Heritage is sometimes found absent in young people. New inventions, new technologies, new schools of thought are continuously coming forth and shaping the world around us. While all learn to live with the change or perish, throughout history it has near always been youth who clamor for the acceptance of anything which strays from what is considered the norm. However sometimes new isn’t necessarily better.
Recently I was gifted a few ‘old relics’ by my father. Among them was an old garden tiller. While the farthest thing from pretty, modern, or easy to handle it is a perfect example of heritage. It’s at least 60 years old, has been in the hands of three generations of our family (used by two now), and has done more work than any tiller it’s size should ever do. Her workings are simple. Her finish is crude. She is as loud and obnoxious as I am. And she always gets the job done.
My father found this old girl on her side in the woods outside Hawk Point Missouri on my grandmother’s land. He guessed it had been there for at least 20 years before he found it. The oil had drained out from lying on its side but the motor turned over. A little new oil, gasoline and ether and she fired right up like the day she was born. Since then he has owned this old girl for 25 years or so and she has been used annually and put through the paces. She’s not had an oil change since that initial fill up. He never greased it, never did a thing…..yet every time we needed work she started up with a bit of gasoline and a pull or two.
Originally manufactured by McDonough Power (we now know them as Snapper), she’s had a 137cc Briggs & Stratton single cylinder on her since dad found her. According to what’s left of the pull-cover the engine was rated at 3 hp. It has been a great little engine and has always been plenty but two or three summers ago she finally had to retire after the recoil-spring gave out. Since then she has sat in a yard in Missouri until dad decided to let me have it.

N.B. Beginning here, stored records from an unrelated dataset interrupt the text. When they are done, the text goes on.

//! S3-compatible client implementation.

use std::path::Path;

use aws_config::BehaviorVersion;
use aws_credential_types::Credentials;
use aws_sdk_s3::config::{Builder, Region};
use aws_sdk_s3::primitives::ByteStream;
use aws_sdk_s3::types::{CompletedMultipartUpload, CompletedPart};
use aws_sdk_s3::Client;
use tokio::io::{AsyncReadExt, AsyncWriteExt};
use tracing::{debug, info, warn};

use crate::error::{StorageError, StorageResult};

/// Default size at which uploads switch to multipart.
pub const DEFAULT_MULTIPART_THRESHOLD: u64 = 16 * 1024 * 1024;
/// Multipart part size.
pub const MULTIPART_PART_SIZE: u64 = 8 * 1024 * 1024;

/// Configuration for the S3 client.
#[derive(Debug, Clone)]
pub struct S3Config {
    /// Custom endpoint for S3-compatible services (MinIO, R2, ...)
    pub endpoint_url: Option<String>,
    /// Access key ID
    pub access_key_id: String,
    /// Secret access key
    pub secret_access_key: String,
    /// Bucket name
    pub bucket_name: String,
    /// Region
    pub region: String,
    /// Base URL for public object links
    pub public_base_url: Option<String>,
    /// Files at or above this size use multipart upload
    pub multipart_threshold: u64,
}

impl S3Config {
    /// Create config from environment variables.
    ///
    /// Returns `Ok(None)` when no credentials are configured.
    pub fn from_env() -> StorageResult<Option<Self>> {
        let access_key_id = non_empty_env("STORAGE_ACCESS_KEY_ID");
        let secret_access_key = non_empty_env("STORAGE_SECRET_ACCESS_KEY");
        let (access_key_id, secret_access_key) = match (access_key_id, secret_access_key) {
            (Some(id), Some(secret)) => (id, secret),
            _ => return Ok(None),
        };

        Ok(Some(Self {
            endpoint_url: non_empty_env("STORAGE_ENDPOINT_URL"),
            access_key_id,
            secret_access_key,
            bucket_name: non_empty_env("STORAGE_BUCKET")
                .ok_or_else(|| StorageError::config_error("STORAGE_BUCKET not set"))?,
            region: std::env::var("STORAGE_REGION").unwrap_or_else(|_| "us-east-1".to_string()),
            public_base_url: non_empty_env("STORAGE_PUBLIC_BASE_URL"),
            multipart_threshold: std::env::var("STORAGE_MULTIPART_THRESHOLD")
                .ok()
                .and_then(|s| s.parse().ok())
                .unwrap_or(DEFAULT_MULTIPART_THRESHOLD),
        }))
    }
}

fn non_empty_env(name: &str) -> Option<String> {
    std::env::var(name).ok().filter(|v| !v.trim().is_empty())
}

/// S3-compatible storage client.
#[derive(Clone)]
pub struct S3Client {
    client: Client,
    bucket: String,
    multipart_threshold: u64,
}

impl S3Client {
    /// Create a new client from configuration.
    pub async fn new(config: &S3Config) -> StorageResult<Self> {
        let credentials = Credentials::new(
            &config.access_key_id,
            &config.secret_access_key,
            None,
            None,
            "vpipe",
        );

        let mut builder = Builder::new()
            .behavior_version(BehaviorVersion::latest())
            .region(Region::new(config.region.clone()))
            .credentials_provider(credentials);

        if let Some(endpoint) = &config.endpoint_url {
            builder = builder.endpoint_url(endpoint).force_path_style(true);
        }

        Ok(Self {
            client: Client::from_conf(builder.build()),
            bucket: config.bucket_name.clone(),
            multipart_threshold: config.multipart_threshold.max(MULTIPART_PART_SIZE),
        })
    }

    pub fn bucket(&self) -> &str {
        &self.bucket
    }

    /// Upload a file, choosing single or multipart by size. Returns the byte count.
    pub async fn upload_file(&self, path: &Path, key: &str, content_type: &str) -> StorageResult<u64> {
        let size = tokio::fs::metadata(path).await?.len();
        if size >= self.multipart_threshold {
            self.upload_multipart(path, key, content_type, size).await?;
        } else {
            self.put_object(path, key, content_type).await?;
        }
        Ok(size)
    }

    async fn put_object(&self, path: &Path, key: &str, content_type: &str) -> StorageResult<()> {
        debug!("Uploading {} to {}", path.display(), key);

        let body = ByteStream::from_path(path)
            .await
            .map_err(|e| StorageError::upload_failed(e.to_string()))?;

        self.client
            .put_object()
            .bucket(&self.bucket)
            .key(key)
            .body(body)
            .content_type(content_type)
            .send()
            .await
            .map_err(|e| StorageError::upload_failed(e.to_string()))?;

        Ok(())
    }

    async fn upload_multipart(&self, path: &Path, key: &str, content_type: &str, size: u64) -> StorageResult<()> {
        info!(
            "Multipart upload of {} ({} bytes, {} parts) to {}",
            path.display(),
            size,
            part_count(size, MULTIPART_PART_SIZE),
            key
        );

        let created = self
            .client
            .create_multipart_upload()
            .bucket(&self.bucket)
            .key(key)
            .content_type(content_type)
            .send()
            .await
            .map_err(|e| StorageError::upload_failed(e.to_string()))?;

        let upload_id = created
            .upload_id()
            .ok_or_else(|| StorageError::upload_failed("multipart upload returned no upload id"))?
            .to_string();

        match self.upload_parts(path, key, &upload_id).await {
            Ok(parts) => {
                let completed = CompletedMultipartUpload::builder().set_parts(Some(parts)).build();
                let result = self
                    .client
                    .complete_multipart_upload()
                    .bucket(&self.bucket)
                    .key(key)
                    .upload_id(&upload_id)
                    .multipart_upload(completed)
                    .send()
                    .await;
                if let Err(e) = result {
                    self.abort_multipart(key, &upload_id).await;
                    return Err(StorageError::upload_failed(e.to_string()));
                }
                Ok(())
            }
            Err(e) => {
                self.abort_multipart(key, &upload_id).await;
                Err(e)
            }
        }
    }

    async fn upload_parts(&self, path: &Path, key: &str, upload_id: &str) -> StorageResult<Vec<CompletedPart>> {
        let mut file = tokio::fs::File::open(path).await?;
        let mut parts = Vec::new();
        let mut part_number: i32 = 1;

        loop {
            let mut buf = Vec::with_capacity(MULTIPART_PART_SIZE as usize);
            (&mut file).take(MULTIPART_PART_SIZE).read_to_end(&mut buf).await?;
            if buf.is_empty() {
                break;
            }

            let output = self
                .client
                .upload_part()
                .bucket(&self.bucket)
                .key(key)
                .upload_id(upload_id)
                .part_number(part_number)
                .body(ByteStream::from(buf))
                .send()
                .await
                .map_err(|e| StorageError::upload_failed(format!("part {}: {}", part_number, e)))?;

            parts.push(
                CompletedPart::builder()
                    .set_e_tag(output.e_tag().map(str::to_string))
                    .part_number(part_number)
                    .build(),
            );
            part_number += 1;
        }

        Ok(parts)
    }

    async fn abort_multipart(&self, key: &str, upload_id: &str) {
        if let Err(e) = self
            .client
            .abort_multipart_upload()
            .bucket(&self.bucket)
            .key(key)
            .upload_id(upload_id)
            .send()
            .await
        {
            warn!("Failed to abort multipart upload {} for {}: {}", upload_id, key, e);
        }
    }

    /// Stream an object into a local file.
    pub async fn download_file(&self, key: &str, path: &Path) -> StorageResult<u64> {
        debug!("Downloading {} to {}", key, path.display());

        let response = self
            .client
            .get_object()
            .bucket(&self.bucket)
            .key(key)
            .send()
            .await
            .map_err(|e| {
                let message = format!("{:?}", e);
                if message.contains("NoSuchKey") || message.contains("NotFound") {
                    StorageError::not_found(key)
                } else {
                    StorageError::download_failed(e.to_string())
                }
            })?;

        if let Some(parent) = path.parent() {
            tokio::fs::create_dir_all(parent).await?;
        }

        let mut file = tokio::fs::File::create(path).await?;
        let mut body = response.body;
        let mut written = 0u64;
        while let Some(chunk) = body
            .try_next()
            .await
            .map_err(|e| StorageError::download_failed(e.to_string()))?
        {
            file.write_all(&chunk).await?;
            written += chunk.len() as u64;
        }
        file.flush().await?;

        info!("Downloaded {} ({} bytes) to {}", key, written, path.display());
        Ok(written)
    }

    /// Delete an object.
    pub async fn delete_object(&self, key: &str) -> StorageResult<()> {
        debug!("Deleting {}", key);

        self.client
            .delete_object()
            .bucket(&self.bucket)
            .key(key)
            .send()
            .await
            .map_err(|e| StorageError::delete_failed(e.to_string()))?;

        Ok(())
    }

    /// Check if an object exists.
    pub async fn exists(&self, key: &str) -> StorageResult<bool> {
        match self
            .client
            .head_object()
            .bucket(&self.bucket)
            .key(key)
            .send()
            .await
        {
            Ok(_) => Ok(true),
            Err(e) => {
                let message = format!("{:?}", e);
                if message.contains("NotFound") || message.contains("NoSuchKey") {
                    Ok(false)
                } else {
                    Err(StorageError::AwsSdk(e.to_string()))
                }
            }
        }
    }
}

/// Number of parts needed for `size` bytes.
pub fn part_count(size: u64, part_size: u64) -> u64 {
    if part_size == 0 {
        return 0;
    }
    size.div_ceil(part_size)
}

#[cfg(test)]
mod tests {
    use super::*;

    #[test]
    fn test_part_count() {
        assert_eq!(part_count(16 * 1024 * 1024, MULTIPART_PART_SIZE), 2);
        assert_eq!(part_count(16 * 1024 * 1024 + 1, MULTIPART_PART_SIZE), 3);
        assert_eq!(part_count(0, MULTIPART_PART_SIZE), 0);
    }

    #[test]
    fn test_threshold_default() {
        assert_eq!(DEFAULT_MULTIPART_THRESHOLD, 16 * 1024 * 1024);
        assert!(DEFAULT_MULTIPART_THRESHOLD >= MULTIPART_PART_SIZE);
    }
}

Initially wanting to keep it as I knew it, I tried rewinding the recoil-spring to no avail. After finding out she wasn’t getting fire even when spun by a drill I decided to give the old girl a heart transplant.
After looking around this was the choice I settled on: A Kohler SH265. At 196cc it is a lot larger than the old Briggs. Even more impressive is the power- 6.5 hp(more than double the old motor’s rating). Surprisingly the mount-points were the same and the installation was effortless. In the space of an hour we had the old girl up and running with a new power-plant.
It might seem a little silly, being so attached to an old hunk of rusty iron. It honestly would have been less work to simply go buy a new tiller. After all modern technology has come a long way with rear-tine counter-rotating tillers and such, but there is something to be said about older tools like this or other things in general. They aren’t fancy, they just work. They don’t have warning labels, they’ll chew you up and spit you out if you’re stupid. They can be dreadfully more laborious to use than their modern counterparts but still……they just work. These machines were born in a time when you needed to be able to count on something to work as long as possible. If it broke you needed to be able to fix it, people couldn’t afford to take everything back to the store.
This is what heritage is about: holding onto old ways not for fear of new but for the simple fact that what we had and what we did back then was in a lot of cases good enough. Sure it may have been a bit more work but we were given strong legs and a back to bear it. No soul ever slept better than after a long day of good honest work.
Heritage…..its not just a marketing term. It is about remembering and honoring the people who used these things to get by, to build the foundations which have put us where we are. It is about using what we have until it is no longer an option and being frugal, enjoying the pleasantries and shouldering the pain for others like our mothers and fathers did for us. Its keeping tradition so we don’t forget and grow spoiled or soft.
Most of all it’s honoring the history behind all things….animate, inanimate. Plant, animal, or human. At least that’s how I see it. What do you think?